Avec une dette colossale qui se compte en trillions de dollars, le pays le plus riche du monde ne fonctionne et ne marche que grâce à l'emprunt. Comment expliquer cette situation paradoxale où le pays le plus riche du monde se trouve paralysé s'il ne trouve pas où, ou s'il n'est pas autorisé à emprunter de l'argent? Deux mots simples sont derrière ce paradoxe: cupidité et dogmatisme. Cupidité des riches aussi avides à gagner de l'argent que réticents à payer l'impôt. Dogmatisme des politiciens aussi déterminés à refuser la moindre hausse d'impôts pour les riches qu'à imposer des coupes dans les programmes sociaux, pourtant très modestes, dont bénéficient les pauvres…

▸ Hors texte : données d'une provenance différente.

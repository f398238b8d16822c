//! Planner - turns a free-text request into a validated task DAG.
//!
//! The planner model answers with `{title, tasks: [...], context?}`. The answer
//! goes through the response parser (one repair attempt), is converted into
//! pending [`Task`]s and then has to pass graph validation. Nothing is
//! persisted here; a failure at any step means no plan exists.

use std::sync::Arc;

use serde::Deserialize;

use crate::error::{OrchestratorError, OrchestratorResult};
use crate::llm::{GenerateOptions, Generator, ModelSpec};
use crate::parser::{parse_with_repair, Field, RepairOptions, Schema};
use crate::plan::{validate, BudgetUsage, Task, TaskPriority, TaskType};

/// Upper bound on tasks per plan.
pub const MAX_TASKS: usize = 10;

const PLANNER_SYSTEM_PROMPT: &str = "You are a planning assistant. Break the user's request \
into a small set of concrete tasks with explicit dependencies. Respond with JSON only.";

/// Input to the planner.
#[derive(Debug, Clone, Default)]
pub struct PlanRequest {
    pub text: String,
    /// Excerpt from retrieved documents, if any
    pub retrieval_excerpt: Option<String>,
    /// Recent conversation turns, oldest first
    pub history: Vec<String>,
    pub category_hints: Vec<String>,
}

impl PlanRequest {
    pub fn new(text: impl Into<String>) -> Self {
        Self {
            text: text.into(),
            ..Default::default()
        }
    }
}

/// A validated task list, ready to become a plan.
#[derive(Debug, Clone, PartialEq)]
pub struct PlannedTasks {
    pub title: String,
    pub tasks: Vec<Task>,
    pub context: Option<String>,
    pub warnings: Vec<String>,
    /// What planning cost, repair included
    pub usage: BudgetUsage,
}

#[derive(Debug, Deserialize)]
struct RawPlan {
    title: String,
    tasks: Vec<RawTask>,
    #[serde(default)]
    context: Option<String>,
}

#[derive(Debug, Deserialize)]
struct RawTask {
    id: u32,
    #[serde(rename = "type")]
    task_type: TaskType,
    target: String,
    description: String,
    #[serde(default)]
    priority: Option<TaskPriority>,
    #[serde(default)]
    dependencies: Vec<u32>,
}

impl From<RawTask> for Task {
    fn from(raw: RawTask) -> Self {
        Task::new(
            raw.id,
            raw.task_type,
            raw.target,
            raw.description,
            raw.dependencies,
        )
        .with_priority(raw.priority.unwrap_or_default())
    }
}

fn plan_schema() -> Schema {
    let task = Schema::Object(vec![
        Field::required("id", Schema::positive_integer()),
        Field::required("type", Schema::one_of(TaskType::ALL.iter().map(|t| t.as_str()))),
        Field::required("target", Schema::non_empty_string()),
        Field::required("description", Schema::non_empty_string()),
        Field::optional("priority", Schema::one_of(["high", "medium", "low"])),
        Field::optional("dependencies", Schema::array(Schema::positive_integer())),
    ]);
    Schema::Object(vec![
        Field::required("title", Schema::non_empty_string()),
        Field::required("tasks", Schema::bounded_array(task, 1, MAX_TASKS)),
        Field::optional("context", Schema::string()),
    ])
}

fn planning_prompt(request: &PlanRequest) -> String {
    let mut prompt = format!("Request:\n{}\n", request.text.trim());

    if let Some(excerpt) = request.retrieval_excerpt.as_deref().filter(|e| !e.is_empty()) {
        prompt.push_str(&format!("\nRelevant documents:\n{}\n", excerpt));
    }
    if !request.history.is_empty() {
        prompt.push_str("\nConversation so far:\n");
        for turn in &request.history {
            prompt.push_str(&format!("- {}\n", turn));
        }
    }
    if !request.category_hints.is_empty() {
        prompt.push_str(&format!(
            "\nCategory hints: {}\n",
            request.category_hints.join(", ")
        ));
    }

    let types: Vec<&str> = TaskType::ALL.iter().map(|t| t.as_str()).collect();
    prompt.push_str(&format!(
        "\nProduce between 3 and {} tasks. Task types: {}.\n\
         Each task has a unique positive integer id. `dependencies` lists the ids \
         of tasks that must finish first; at least one task must have none.\n\
         Respond with JSON only:\n\
         {{\"title\": \"...\", \"tasks\": [{{\"id\": 1, \"type\": \"search\", \"target\": \"...\", \
         \"description\": \"...\", \"priority\": \"high|medium|low\", \"dependencies\": []}}], \
         \"context\": \"...\"}}",
        MAX_TASKS,
        types.join(", ")
    ));
    prompt
}

pub struct Planner {
    generator: Arc<dyn Generator>,
}

impl Planner {
    pub fn new(generator: Arc<dyn Generator>) -> Self {
        Self { generator }
    }

    /// Plan `request` with `model`. Returns a validated task list or an error;
    /// never a partial plan.
    pub async fn plan(
        &self,
        request: &PlanRequest,
        model: &ModelSpec,
    ) -> OrchestratorResult<PlannedTasks> {
        let prompt = planning_prompt(request);
        tracing::debug!("Planner prompt ({} chars) to {}", prompt.len(), model);

        let generation = self
            .generator
            .generate(
                model,
                &prompt,
                &GenerateOptions::system(PLANNER_SYSTEM_PROMPT).temperature(0.2),
            )
            .await
            .map_err(|e| OrchestratorError::Llm(e.to_string()))?;

        let parsed = parse_with_repair::<RawPlan>(
            &generation.content,
            &plan_schema(),
            RepairOptions::with_repairer(self.generator.as_ref(), model),
        )
        .await?;

        let usage = BudgetUsage::new(
            1 + parsed.repair_calls,
            generation.tokens_used + parsed.repair_tokens,
            0,
        );

        let RawPlan {
            title,
            tasks,
            context,
        } = parsed.value;
        let tasks: Vec<Task> = tasks.into_iter().map(Task::from).collect();

        let report = validate(&tasks);
        if !report.valid {
            tracing::warn!("Planner produced an invalid graph: {}", report.error_message());
            return Err(OrchestratorError::Validation(report.errors));
        }
        for warning in &report.warnings {
            tracing::warn!("Plan '{}': {}", title, warning);
        }

        tracing::info!("Planned '{}' with {} tasks", title, tasks.len());
        Ok(PlannedTasks {
            title,
            tasks,
            context,
            warnings: report.warnings,
            usage,
        })
    }
}
/// A unit of work inside a plan.
#[derive(Debug, Clone, PartialEq, Serialize, Deserialize)]
pub struct Task {
    pub id: u32,
    #[serde(rename = "type")]
    pub task_type: TaskType,
    pub target: String,
    pub description: String,
    #[serde(default)]
    pub dependencies: Vec<u32>,
    pub status: TaskStatus,
    #[serde(default)]
    pub priority: TaskPriority,
    #[serde(default, skip_serializing_if = "Option::is_none")]
    pub result: Option<String>,
    #[serde(default, skip_serializing_if = "Option::is_none")]
    pub error: Option<String>,
    #[serde(default, skip_serializing_if = "Option::is_none")]
    pub confidence_score: Option<u8>,
    #[serde(default, skip_serializing_if = "Option::is_none")]
    pub review_notes: Option<String>,
    #[serde(default, skip_serializing_if = "Option::is_none")]
    pub tokens_used: Option<u64>,
    #[serde(default, skip_serializing_if = "Option::is_none")]
    pub llm_calls: Option<u64>,
    #[serde(default)]
    pub web_searches: u64,
    #[serde(default)]
    pub artifacts: Vec<Artifact>,
    #[serde(default)]
    pub state_history: Vec<StateTransition>,
}

impl Task {
    /// Create a pending task with an empty history.
    pub fn new(
        id: u32,
        task_type: TaskType,
        target: impl Into<String>,
        description: impl Into<String>,
        dependencies: Vec<u32>,
    ) -> Self {
        Self {
            id,
            task_type,
            target: target.into(),
            description: description.into(),
            dependencies,
            status: TaskStatus::Pending,
            priority: TaskPriority::default(),
            result: None,
            error: None,
            confidence_score: None,
            review_notes: None,
            tokens_used: None,
            llm_calls: None,
            web_searches: 0,
            artifacts: Vec::new(),
            state_history: Vec::new(),
        }
    }

    pub fn with_priority(mut self, priority: TaskPriority) -> Self {
        self.priority = priority;
        self
    }

    /// The most recent history entry, if any.
    pub fn last_transition(&self) -> Option<&StateTransition> {
        self.state_history.last()
    }

    /// Apply a transition in place.
    ///
    /// Rejects anything the forward-only table does not allow and leaves the
    /// task untouched in that case. On success exactly one history entry is
    /// appended.
    pub fn apply(&mut self, transition: TaskTransition) -> Result<(), TaskStatus> {
        if !self.status.can_transition_to(transition.status) {
            return Err(self.status);
        }

        self.status = transition.status;
        if let Some(result) = transition.result {
            self.result = Some(result);
        }
        if let Some(error) = transition.error {
            self.error = Some(error);
        }
        if let Some(score) = transition.confidence_score {
            self.confidence_score = Some(score.min(100));
        }
        if let Some(notes) = transition.review_notes {
            self.review_notes = Some(notes);
        }
        if let Some(usage) = transition.usage {
            self.tokens_used = Some(self.tokens_used.unwrap_or(0).saturating_add(usage.tokens_used));
            self.llm_calls = Some(self.llm_calls.unwrap_or(0).saturating_add(usage.llm_calls));
            self.web_searches = self.web_searches.saturating_add(usage.web_searches);
        }
        self.artifacts.extend(transition.artifacts);
        self.state_history.push(StateTransition {
            status: transition.status,
            timestamp: transition.timestamp,
            details: transition.details,
        });
        Ok(())
    }
}

/// A forward move of one task, with whatever fields the move records.
#[derive(Debug, Clone, PartialEq)]
pub struct TaskTransition {
    pub status: TaskStatus,
    pub timestamp: DateTime<Utc>,
    pub details: Option<String>,
    pub result: Option<String>,
    pub error: Option<String>,
    pub confidence_score: Option<u8>,
    pub review_notes: Option<String>,
    pub usage: Option<BudgetUsage>,
    pub artifacts: Vec<Artifact>,
}

impl TaskTransition {
    pub fn to(status: TaskStatus) -> Self {
        Self {
            status,
            timestamp: Utc::now(),
            details: None,
            result: None,
            error: None,
            confidence_score: None,
            review_notes: None,
            usage: None,
            artifacts: Vec::new(),
        }
    }

    pub fn details(mut self, details: impl Into<String>) -> Self {
        self.details = Some(details.into());
        self
    }

    pub fn result(mut self, result: impl Into<String>) -> Self {
        self.result = Some(result.into());
        self
    }

    pub fn error(mut self, error: impl Into<String>) -> Self {
        self.error = Some(error.into());
        self
    }

    pub fn confidence(mut self, score: u8) -> Self {
        self.confidence_score = Some(score);
        self
    }

    pub fn review_notes(mut self, notes: impl Into<String>) -> Self {
        self.review_notes = Some(notes.into());
        self
    }

    pub fn usage(mut self, usage: BudgetUsage) -> Self {
        self.usage = Some(usage);
        self
    }

    pub fn artifacts(mut self, artifacts: Vec<Artifact>) -> Self {
        self.artifacts = artifacts;
        self
    }
}

/// How a plan leaves the `active` status.
#[derive(Debug, Clone, PartialEq)]
pub enum PlanOutcome {
    Completed { summary: String },
    Failed { reason: String },
    Cancelled { reason: String },
}

impl PlanOutcome {
    pub fn status(&self) -> PlanStatus {
        match self {
            Self::Completed { .. } => PlanStatus::Completed,
            Self::Failed { .. } => PlanStatus::Failed,
            Self::Cancelled { .. } => PlanStatus::Cancelled,
        }
    }
}

/// A persisted plan: an ordered task DAG plus budget and lifecycle state.
#[derive(Debug, Clone, PartialEq, Serialize, Deserialize)]
pub struct TaskPlan {
    pub id: Uuid,
    pub thread_id: String,
    pub user_id: String,
    pub title: String,
    pub tasks: Vec<Task>,
    pub status: PlanStatus,
    #[serde(default)]
    pub mode: PlanMode,
    pub budget_limits: BudgetLimits,
    #[serde(default)]
    pub budget_used: BudgetUsage,
    pub model_config: ModelConfig,
    #[serde(default, skip_serializing_if = "Option::is_none")]
    pub summary: Option<String>,
    #[serde(default, skip_serializing_if = "Option::is_none")]
    pub status_message: Option<String>,
    pub created_at: DateTime<Utc>,
    pub updated_at: DateTime<Utc>,
    #[serde(default, skip_serializing_if = "Option::is_none")]
    pub completed_at: Option<DateTime<Utc>>,
}
//! Response parser for structured model output.
//!
//! Parsing is a pure function of `(text, schema)`:
//! 1. extract a JSON object or array from the raw text
//! 2. decode it
//! 3. validate and coerce it against a [`Schema`], then deserialize into `T`
//!
//! The bounded LLM-assisted repair lives in [`repair`] and only calls back
//! into [`parse`]; no retry logic lives here.

pub mod repair;
pub mod schema;

use std::sync::OnceLock;

use regex::Regex;
use serde::de::DeserializeOwned;
use thiserror::Error;

pub use repair::{parse_with_repair, ParseFailure, Parsed, RepairOptions};
pub use schema::{validate_value, Field, Schema};

/// Why a parse attempt failed.
#[derive(Debug, Clone, PartialEq, Eq, Error)]
pub enum ParseError {
    #[error("No JSON object or array found in response")]
    NoJson,

    #[error("Invalid JSON: {0}")]
    Json(String),

    #[error("Schema validation failed: {0}")]
    Schema(String),

    #[error("Unexpected structure: {0}")]
    Deserialize(String),
}

fn fenced_block() -> &'static Regex {
    static FENCE: OnceLock<Regex> = OnceLock::new();
    FENCE.get_or_init(|| {
        Regex::new(r"(?s)```(?:json|JSON)?[ \t]*\r?\n?(.*?)```").expect("fence pattern is valid")
    })
}

/// Find the JSON payload in free text.
///
/// Prefers the first fenced code block whose contents start like JSON;
/// otherwise the first bracket-balanced `{...}` or `[...]` substring, falling
/// back to the span up to the last matching closer when brackets never balance.
pub fn extract_json(text: &str) -> Option<&str> {
    for captures in fenced_block().captures_iter(text) {
        if let Some(body) = captures.get(1) {
            let body = body.as_str().trim();
            if body.starts_with('{') || body.starts_with('[') {
                return Some(body);
            }
        }
    }

    let start = text.find(['{', '['])?;
    let open = text[start..].chars().next()?;
    let close = if open == '{' { '}' } else { ']' };

    if let Some(end) = balanced_end(&text[start..]) {
        return Some(&text[start..start + end]);
    }

    let last = text.rfind(close)?;
    (last > start).then(|| &text[start..=last])
}

/// Byte length of the balanced bracket expression at the start of `s`,
/// skipping brackets inside string literals.
fn balanced_end(s: &str) -> Option<usize> {
    let mut depth = 0usize;
    let mut in_string = false;
    let mut escaped = false;

    for (i, c) in s.char_indices() {
        if in_string {
            if escaped {
                escaped = false;
            } else if c == '\\' {
                escaped = true;
            } else if c == '"' {
                in_string = false;
            }
            continue;
        }
        match c {
            '"' => in_string = true,
            '{' | '[' => depth += 1,
            '}' | ']' => {
                depth = depth.checked_sub(1)?;
                if depth == 0 {
                    return Some(i + c.len_utf8());
                }
            }
            _ => {}
        }
    }
    None
}

/// Extract, decode, validate and deserialize in one pure step.
pub fn parse<T: DeserializeOwned>(text: &str, schema: &Schema) -> Result<T, ParseError> {
    let json = extract_json(text).ok_or(ParseError::NoJson)?;
    let value: serde_json::Value =
        serde_json::from_str(json).map_err(|e| ParseError::Json(e.to_string()))?;
    let coerced = validate_value(&value, schema).map_err(ParseError::Schema)?;
    serde_json::from_value(coerced).map_err(|e| ParseError::Deserialize(e.to_string()))
}
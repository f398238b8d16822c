//! autoplan - plan and run a request from the command line.
//!
//! Usage: `autoplan <request text>`
//!
//! Progress events are written to stdout as JSON lines, the final summary
//! last. Configuration comes from the environment (see `Config::from_env`).

use std::sync::Arc;

use tokio::sync::broadcast;
use tracing_subscriber::{layer::SubscriberExt, util::SubscriberInitExt};

use autoplan::events::{BroadcastSink, EventSink};
use autoplan::llm::{LlmClient, LlmRouter, OpenAiCompatibleClient};
use autoplan::store::{PlanStore, SqlitePlanStore};
use autoplan::tools::ToolRegistry;
use autoplan::{Config, ExecutionContext, Orchestrator, PlanRequest};

#[tokio::main]
async fn main() -> anyhow::Result<()> {
    tracing_subscriber::registry()
        .with(
            tracing_subscriber::EnvFilter::try_from_default_env()
                .unwrap_or_else(|_| "autoplan=info".into()),
        )
        .with(tracing_subscriber::fmt::layer().with_writer(std::io::stderr))
        .init();

    let request = std::env::args().skip(1).collect::<Vec<_>>().join(" ");
    if request.trim().is_empty() {
        anyhow::bail!("Usage: autoplan <request text>");
    }

    let config = Config::from_env()?;

    let mut router = LlmRouter::new();
    if let Some(key) = &config.openrouter_api_key {
        router = router.with_provider(
            "openrouter",
            Arc::new(OpenAiCompatibleClient::openrouter(key.clone())) as Arc<dyn LlmClient>,
        );
    }
    if let Some(key) = &config.openai_api_key {
        let client = match &config.openai_base_url {
            Some(base_url) => OpenAiCompatibleClient::new(base_url.clone(), key.clone()),
            None => OpenAiCompatibleClient::openai(key.clone()),
        };
        router = router.with_provider("openai", Arc::new(client) as Arc<dyn LlmClient>);
    }

    let models = &config.orchestrator.models;
    for spec in [
        &models.planner,
        &models.executor,
        &models.checker,
        &models.summarizer,
    ] {
        if !router.has_provider(&spec.provider) {
            anyhow::bail!(
                "No API key configured for provider '{}' (model {})",
                spec.provider,
                spec
            );
        }
    }

    let store: Arc<dyn PlanStore> = Arc::new(SqlitePlanStore::open(&config.database_path)?);
    tracing::info!("Plan database at {}", config.database_path.display());

    // Tool implementations are supplied by embedding applications; the CLI
    // runs everything through the LLM.
    let tools = Arc::new(ToolRegistry::new());
    tools.init(Vec::new).await;

    let events = Arc::new(BroadcastSink::new(256));
    let mut rx = events.subscribe();
    let printer = tokio::spawn(async move {
        loop {
            match rx.recv().await {
                Ok(event) => {
                    if let Ok(line) = serde_json::to_string(&event) {
                        println!("{}", line);
                    }
                }
                Err(broadcast::error::RecvError::Lagged(n)) => {
                    tracing::warn!("Event printer lagged, {} event(s) dropped", n);
                }
                Err(broadcast::error::RecvError::Closed) => break,
            }
        }
    });

    let orchestrator = Orchestrator::new(
        config.orchestrator.clone(),
        store,
        Arc::new(router),
        tools,
        events.clone() as Arc<dyn EventSink>,
    );

    let report = orchestrator.recover_stalled_tasks().await?;
    if !report.recovered.is_empty() {
        tracing::warn!(
            "Recovered {} stalled task(s) from a previous run",
            report.recovered.len()
        );
    }

    let user = std::env::var("USER").unwrap_or_else(|_| "local".to_string());
    let ctx = ExecutionContext::new(format!("cli-{}", uuid::Uuid::new_v4()), user);
    let result = orchestrator
        .run_request(&ctx, &PlanRequest::new(request))
        .await;

    drop(orchestrator);
    drop(events);
    let _ = printer.await;

    let plan = result?;
    println!();
    println!("{}", plan.summary.unwrap_or_default());
    Ok(())
}
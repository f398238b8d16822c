//! Request context passed explicitly through the orchestration chain.

use serde::{Deserialize, Serialize};
use uuid::Uuid;

use crate::plan::TaskPlan;

/// Who a plan runs for. Handed to every executor and tool call.
#[derive(Debug, Clone, PartialEq, Eq, Serialize, Deserialize)]
pub struct ExecutionContext {
    pub plan_id: Option<Uuid>,
    pub thread_id: String,
    pub user_id: String,
    #[serde(default, skip_serializing_if = "Option::is_none")]
    pub category_id: Option<String>,
}

impl ExecutionContext {
    pub fn new(thread_id: impl Into<String>, user_id: impl Into<String>) -> Self {
        Self {
            plan_id: None,
            thread_id: thread_id.into(),
            user_id: user_id.into(),
            category_id: None,
        }
    }

    pub fn with_category(mut self, category_id: impl Into<String>) -> Self {
        self.category_id = Some(category_id.into());
        self
    }

    /// The same context scoped to a plan.
    pub fn for_plan(&self, plan: &TaskPlan) -> Self {
        Self {
            plan_id: Some(plan.id),
            thread_id: plan.thread_id.clone(),
            user_id: plan.user_id.clone(),
            category_id: self.category_id.clone(),
        }
    }
}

Le sobriquet de "talibans de la finance" par lequel des commentateurs occidentaux désignent les requins qui sévissent à Wall Street ou encore à la City de Londres, ne fait pas seulement sourire. Il donne à réfléchir et à se poser des questions du genre pourquoi les hommes sont-ils si insatiables? Pourquoi les riches sont-ils "programmés" de telle sorte que plus ils s'enrichissent, plus leur cupidité grandit? Comment se fait-il qu'aucun montant, aussi faramineux soit-il, ne semble suffisant pour venir à bout ou même modérer juste un peu la fièvre accumulatrice des nantis?
Dans un monde où tout se sait, s'entend et se voit à la vitesse de la lumière, la générosité, l'altruisme et la disposition au partage deviennent des impératifs de survie de la planète Terre. Il est remarquable que ces qualités morales se trouvent surtout du côté des pauvres. Quant aux riches qui continuent d'avaler de manière gargantuesque le beurre et l'argent du beurre, ils ne sont même pas conscients du krach moral qui les affecte et qui menace de mener le monde à sa perte.